• **Provided records**:

··········

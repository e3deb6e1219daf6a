//! Configuration for [`LinearLayoutManager`](super::LinearLayoutManager).

use super::orientation_helper::Orientation;
use super::prefetch::PrefetchStrategy;

/// Behaviour switches for a linear layout.
///
/// ```
/// use recycler_layout::{LinearLayoutConfig, PrefetchStrategy};
///
/// let config = LinearLayoutConfig::horizontal()
///     .stack_from_end(true)
///     .prefetch(PrefetchStrategy::new(4));
/// assert!(config.stack_from_end);
/// ```
#[derive(Clone, Debug, PartialEq, Eq)]
pub struct LinearLayoutConfig {
    pub orientation: Orientation,

    /// Fill from the end edge: the default anchor is the last item, pinned to
    /// the end after padding.
    pub stack_from_end: bool,

    /// Lay out views that are going away beyond the edges so the host can
    /// animate them out.
    pub predictive_animations: bool,

    pub prefetch: PrefetchStrategy,
}

impl Default for LinearLayoutConfig {
    fn default() -> Self {
        Self {
            orientation: Orientation::Vertical,
            stack_from_end: false,
            predictive_animations: true,
            prefetch: PrefetchStrategy::default(),
        }
    }
}

impl LinearLayoutConfig {
    pub fn new() -> Self {
        Self::default()
    }

    pub fn vertical() -> Self {
        Self::default()
    }

    pub fn horizontal() -> Self {
        Self::default().orientation(Orientation::Horizontal)
    }

    pub fn orientation(mut self, orientation: Orientation) -> Self {
        self.orientation = orientation;
        self
    }

    pub fn stack_from_end(mut self, stack_from_end: bool) -> Self {
        self.stack_from_end = stack_from_end;
        self
    }

    pub fn predictive_animations(mut self, enabled: bool) -> Self {
        self.predictive_animations = enabled;
        self
    }

    pub fn prefetch(mut self, strategy: PrefetchStrategy) -> Self {
        self.prefetch = strategy;
        self
    }
}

··········

Here, the records must be output exactly and in full.

• **Answer section**:
repository e3deb6e1219daf6a
//! Configuration for [`LinearLayoutManager`](super::LinearLayoutManager).

use super::orientation_helper::Orientation;
use super::prefetch::PrefetchStrategy;

/// Behaviour switches for a linear layout.
///
/// ```
/// use recycler_layout::{LinearLayoutConfig, PrefetchStrategy};
///
/// let config = LinearLayoutConfig::horizontal()
///     .stack_from_end(true)
///     .prefetch(PrefetchStrategy::new(4));
/// assert!(config.stack_from_end);
/// ```
#[derive(Clone, Debug, PartialEq, Eq)]
pub struct LinearLayoutConfig {
    pub orientation: Orientation,

    /// Fill from the end edge: the default anchor is the last item, pinned to
    /// the end after padding.
    pub stack_from_end: bool,

    /// Lay out views that are going away beyond the edges so the host can
    /// animate them out.
    pub predictive_animations: bool,

    pub prefetch: PrefetchStrategy,
}

impl Default for LinearLayoutConfig {
    fn default() -> Self {
        Self {
            orientation: Orientation::Vertical,
            stack_from_end: false,
            predictive_animations: true,
            prefetch: PrefetchStrategy::default(),
        }
    }
}

impl LinearLayoutConfig {
    pub fn new() -> Self {
        Self::default()
    }

    pub fn vertical() -> Self {
        Self::default()
    }

    pub fn horizontal() -> Self {
        Self::default().orientation(Orientation::Horizontal)
    }

    pub fn orientation(mut self, orientation: Orientation) -> Self {
        self.orientation = orientation;
        self
    }

    pub fn stack_from_end(mut self, stack_from_end: bool) -> Self {
        self.stack_from_end = stack_from_end;
        self
    }

    pub fn predictive_animations(mut self, enabled: bool) -> Self {
        self.predictive_animations = enabled;
        self
    }

    pub fn prefetch(mut self, strategy: PrefetchStrategy) -> Self {
        self.prefetch = strategy;
        self
    }
}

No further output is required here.